── Data section ──

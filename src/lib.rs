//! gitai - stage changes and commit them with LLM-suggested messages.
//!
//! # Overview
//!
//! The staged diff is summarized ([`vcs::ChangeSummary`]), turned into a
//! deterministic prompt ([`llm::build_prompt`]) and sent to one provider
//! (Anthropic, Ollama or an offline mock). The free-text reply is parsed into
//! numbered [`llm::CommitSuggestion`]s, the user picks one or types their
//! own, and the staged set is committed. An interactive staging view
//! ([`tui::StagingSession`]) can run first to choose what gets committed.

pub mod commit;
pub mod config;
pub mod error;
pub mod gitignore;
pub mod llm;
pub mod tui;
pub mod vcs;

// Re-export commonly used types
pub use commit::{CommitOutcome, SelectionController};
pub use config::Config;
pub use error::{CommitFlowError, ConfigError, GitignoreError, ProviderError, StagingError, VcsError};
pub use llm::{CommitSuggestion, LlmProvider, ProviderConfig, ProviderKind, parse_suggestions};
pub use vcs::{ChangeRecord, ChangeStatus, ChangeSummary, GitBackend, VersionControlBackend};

───
── Data section ──

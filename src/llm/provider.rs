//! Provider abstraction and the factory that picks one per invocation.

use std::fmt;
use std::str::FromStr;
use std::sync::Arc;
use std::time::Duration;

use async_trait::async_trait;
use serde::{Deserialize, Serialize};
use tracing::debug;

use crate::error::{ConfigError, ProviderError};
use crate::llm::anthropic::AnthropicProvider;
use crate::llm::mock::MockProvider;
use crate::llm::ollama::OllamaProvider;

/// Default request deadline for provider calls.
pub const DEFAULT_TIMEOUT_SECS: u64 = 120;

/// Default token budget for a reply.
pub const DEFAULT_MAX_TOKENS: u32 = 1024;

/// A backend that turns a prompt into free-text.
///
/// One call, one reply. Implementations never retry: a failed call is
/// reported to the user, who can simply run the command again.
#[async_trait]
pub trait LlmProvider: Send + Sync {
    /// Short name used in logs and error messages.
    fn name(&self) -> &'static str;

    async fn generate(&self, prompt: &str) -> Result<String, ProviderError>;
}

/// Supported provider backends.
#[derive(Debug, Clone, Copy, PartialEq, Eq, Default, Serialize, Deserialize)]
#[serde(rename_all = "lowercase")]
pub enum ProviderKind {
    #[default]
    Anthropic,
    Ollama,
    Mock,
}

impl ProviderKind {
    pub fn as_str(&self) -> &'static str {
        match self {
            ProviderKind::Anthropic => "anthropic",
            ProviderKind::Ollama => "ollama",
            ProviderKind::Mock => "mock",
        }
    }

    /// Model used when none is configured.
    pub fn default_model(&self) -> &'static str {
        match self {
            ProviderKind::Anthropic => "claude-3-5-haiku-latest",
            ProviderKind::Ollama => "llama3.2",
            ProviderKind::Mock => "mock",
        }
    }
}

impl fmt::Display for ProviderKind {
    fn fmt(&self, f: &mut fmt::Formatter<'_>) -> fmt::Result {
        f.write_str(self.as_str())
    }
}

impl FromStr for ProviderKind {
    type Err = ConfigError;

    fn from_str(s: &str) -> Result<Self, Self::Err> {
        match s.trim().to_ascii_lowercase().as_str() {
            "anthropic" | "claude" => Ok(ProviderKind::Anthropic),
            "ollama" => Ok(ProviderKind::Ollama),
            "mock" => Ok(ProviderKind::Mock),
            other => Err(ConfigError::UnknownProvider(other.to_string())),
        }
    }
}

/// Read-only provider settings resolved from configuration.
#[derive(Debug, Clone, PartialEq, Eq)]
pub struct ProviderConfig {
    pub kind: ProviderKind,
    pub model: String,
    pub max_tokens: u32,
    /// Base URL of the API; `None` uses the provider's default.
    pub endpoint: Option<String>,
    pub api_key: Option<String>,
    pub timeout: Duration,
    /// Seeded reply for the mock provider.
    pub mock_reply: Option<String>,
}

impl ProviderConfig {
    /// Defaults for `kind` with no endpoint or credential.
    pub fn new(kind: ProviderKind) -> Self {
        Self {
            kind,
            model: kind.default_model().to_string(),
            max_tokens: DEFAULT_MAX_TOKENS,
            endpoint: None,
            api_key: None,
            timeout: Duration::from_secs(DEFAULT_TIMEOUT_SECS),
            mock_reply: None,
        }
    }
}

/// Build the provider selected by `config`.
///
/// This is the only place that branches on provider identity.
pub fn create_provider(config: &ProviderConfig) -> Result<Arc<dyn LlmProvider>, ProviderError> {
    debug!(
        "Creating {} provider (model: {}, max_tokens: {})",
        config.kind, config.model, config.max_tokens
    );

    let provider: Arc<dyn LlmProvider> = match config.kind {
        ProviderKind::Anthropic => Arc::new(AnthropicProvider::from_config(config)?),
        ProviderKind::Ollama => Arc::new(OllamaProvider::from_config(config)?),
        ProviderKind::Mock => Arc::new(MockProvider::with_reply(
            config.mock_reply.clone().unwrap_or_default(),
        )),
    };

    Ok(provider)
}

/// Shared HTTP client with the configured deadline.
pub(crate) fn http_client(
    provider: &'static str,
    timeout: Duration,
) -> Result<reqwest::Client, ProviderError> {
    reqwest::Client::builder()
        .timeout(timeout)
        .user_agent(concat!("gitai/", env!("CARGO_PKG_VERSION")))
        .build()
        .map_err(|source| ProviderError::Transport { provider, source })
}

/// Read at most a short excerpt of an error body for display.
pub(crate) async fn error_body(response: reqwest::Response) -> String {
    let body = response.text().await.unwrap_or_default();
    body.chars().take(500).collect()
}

───

> Exercise requirements
The reply should consist of one number, the count of lines above with the string "ChangeSummary" in them.

> Answer space
2